The state of religious thought among the ancient bards, as reflected in the hymns of the _Rigveda_, is that of a worship of the grand and striking phenomena of nature regarded in the light of personal conscious beings, endowed with a power beyond the control of man, though not insensible to his praises and actions. It is a nature worship purer than that met with in any other polytheistic form of belief we are acquainted with--a mythology still comparatively little affected by those systematizing tendencies which, in a less simple and primitive state of thought, lead to the construction of a well-ordered pantheon and a regular organization of divine government. To the mind of the early Vedic worshipper the various departments of the surrounding nature are not as yet clearly defined, and the functions which he assigns to their divine representatives continually flow into one another. Nor has he yet learned to care to determine the relative worth and position of the objects of his adoration; but the temporary influence of the phenomenon to which he addresses his praises bears too strongly upon his mind to allow him for the time to consider the claims of rival powers to which at other times he is wont to look up with equal feelings of awe and reverence. It is this immediateness of impulse under which the human mind in its infancy strives to give utterance to its emotions that imparts to many of its outpourings the ring of monotheistic fervour.

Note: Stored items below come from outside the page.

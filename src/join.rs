//! Posts ⋈ users ⋈ vote/comment/badge aggregates.
//!
//! Every join is a left-outer join that keeps the accumulated table's row
//! count and order: a post without votes, comments or a known owner is a
//! normal post. A right side only contributes its first row per key, and a
//! left row without the join key never matches.

use crate::aggregate::{badge_counts, comment_counts, vote_counts, KeyedAggregate};
use crate::config::SourceKind;
use crate::table::{Record, Table};
use ahash::AHashMap;
use anyhow::Result;

const POST_COLUMNS: &[&str] = &["Id", "PostTypeId", "ParentId", "CreationDate", "ViewCount", "OwnerUserId", "Tags"];
const POST_RENAMES: &[(&str, &str)] = &[("Id", "PostId"), ("OwnerUserId", "UserId")];
const USER_COLUMNS: &[&str] = &["Id", "Reputation", "CreationDate", "LastAccessDate"];
const USER_RENAMES: &[(&str, &str)] = &[("CreationDate", "UserDate"), ("LastAccessDate", "LastAccess")];

/// The five tables of one platform. Absent optional sources are empty tables.
#[derive(Clone, Debug)]
pub struct SourceTables {
    pub posts: Table,
    pub users: Table,
    pub votes: Table,
    pub comments: Table,
    pub badges: Table,
}

impl SourceTables {
    pub fn new(posts: Table) -> Self {
        Self {
            posts,
            users: Table::empty(SourceKind::Users),
            votes: Table::empty(SourceKind::Votes),
            comments: Table::empty(SourceKind::Comments),
            badges: Table::empty(SourceKind::Badges),
        }
    }

    pub fn with(mut self, table: Table) -> Self {
        match table.kind() {
            SourceKind::Posts => self.posts = table,
            SourceKind::Users => self.users = table,
            SourceKind::Votes => self.votes = table,
            SourceKind::Comments => self.comments = table,
            SourceKind::Badges => self.badges = table,
        }
        self
    }
}

/// One row per post, values still possibly missing.
#[derive(Clone, Debug)]
pub struct FinalTable {
    pub platform: String,
    pub rows: Vec<Record>,
}

impl FinalTable {
    pub fn len(&self) -> usize { self.rows.len() }
    pub fn is_empty(&self) -> bool { self.rows.is_empty() }

    pub fn value(&self, row: usize, column: &str) -> Option<&str> {
        self.rows.get(row)?.get(column).map(String::as_str)
    }
}

/// Right-hand side of a left join: the columns a matching key brings in.
pub trait JoinSource {
    fn matched(&self, key: &str) -> Option<Vec<(String, String)>>;
}

impl JoinSource for KeyedAggregate {
    fn matched(&self, key: &str) -> Option<Vec<(String, String)>> {
        let values = self.get(key)?;
        Some(self.columns().iter().zip(values).map(|(c, v)| (c.to_string(), v.to_string())).collect())
    }
}

/// Users by `Id`, projected and relabelled for joining.
pub struct UserIndex {
    by_id: AHashMap<String, Record>,
}

impl UserIndex {
    pub fn build(users: Table) -> Result<Self> {
        let users = users.select(USER_COLUMNS)?.rename(USER_RENAMES);
        let mut by_id = AHashMap::with_capacity(users.len());
        for mut r in users.into_records() {
            if let Some(id) = r.remove("Id") {
                by_id.entry(id).or_insert(r);
            }
        }
        Ok(Self { by_id })
    }
}

impl JoinSource for UserIndex {
    fn matched(&self, key: &str) -> Option<Vec<(String, String)>> {
        self.by_id.get(key).map(|r| r.iter().map(|(k, v)| (k.clone(), v.clone())).collect())
    }
}

/// Left-join `rows` on `rows[left_key]` against `right`.
pub fn left_join(rows: &mut [Record], left_key: &str, right: &impl JoinSource) {
    for row in rows.iter_mut() {
        let Some(key) = row.get(left_key) else { continue };
        if let Some(cols) = right.matched(key) {
            row.extend(cols);
        }
    }
}

/// Posts projected to the base columns, `Id → PostId`, `OwnerUserId → UserId`.
pub fn base_posts(posts: Table) -> Result<Vec<Record>> {
    Ok(posts.select(POST_COLUMNS)?.rename(POST_RENAMES).into_records())
}

pub fn build_final_table(tables: SourceTables, platform: &str) -> Result<FinalTable> {
    let SourceTables { posts, users, votes, comments, badges } = tables;

    let mut rows = base_posts(posts)?;
    left_join(&mut rows, "UserId", &UserIndex::build(users)?);
    left_join(&mut rows, "PostId", &vote_counts(&votes));
    left_join(&mut rows, "PostId", &comment_counts(&comments));
    left_join(&mut rows, "UserId", &badge_counts(&badges));

    for row in &mut rows {
        row.insert("SourceId".to_string(), platform.to_string());
    }
    Ok(FinalTable { platform: platform.to_string(), rows })
}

The generic name given to these impersonations, viz. _deva_ ("the shining ones"), points to the conclusion, sufficiently justified by the nature of the more prominent objects of Vedic adoration as well as by common natural occurrences, that it was the striking phenomena of light which first and most powerfully swayed the Aryan mind. In the primitive worship of the manifold phenomena of nature it is not, of course, so much their physical aspect that impresses the human heart as the moral and intellectual forces which are supposed to move and animate them. The attributes and relations of some of the Vedic deities, in accordance with the nature of the objects they represent, partake in a high degree of this spiritual element; but it is not improbable that in an earlier phase of Aryan worship the religious conceptions were pervaded by it to a still greater and more general extent, and that the Vedic belief, though retaining many of the primitive features, has on the whole assumed a more sensuous and anthropomorphic character. This latter element is especially predominant in the attributes and imagery applied by the Vedic poets to _Indra_, the god of the atmospheric region, the favourite figure in their pantheon.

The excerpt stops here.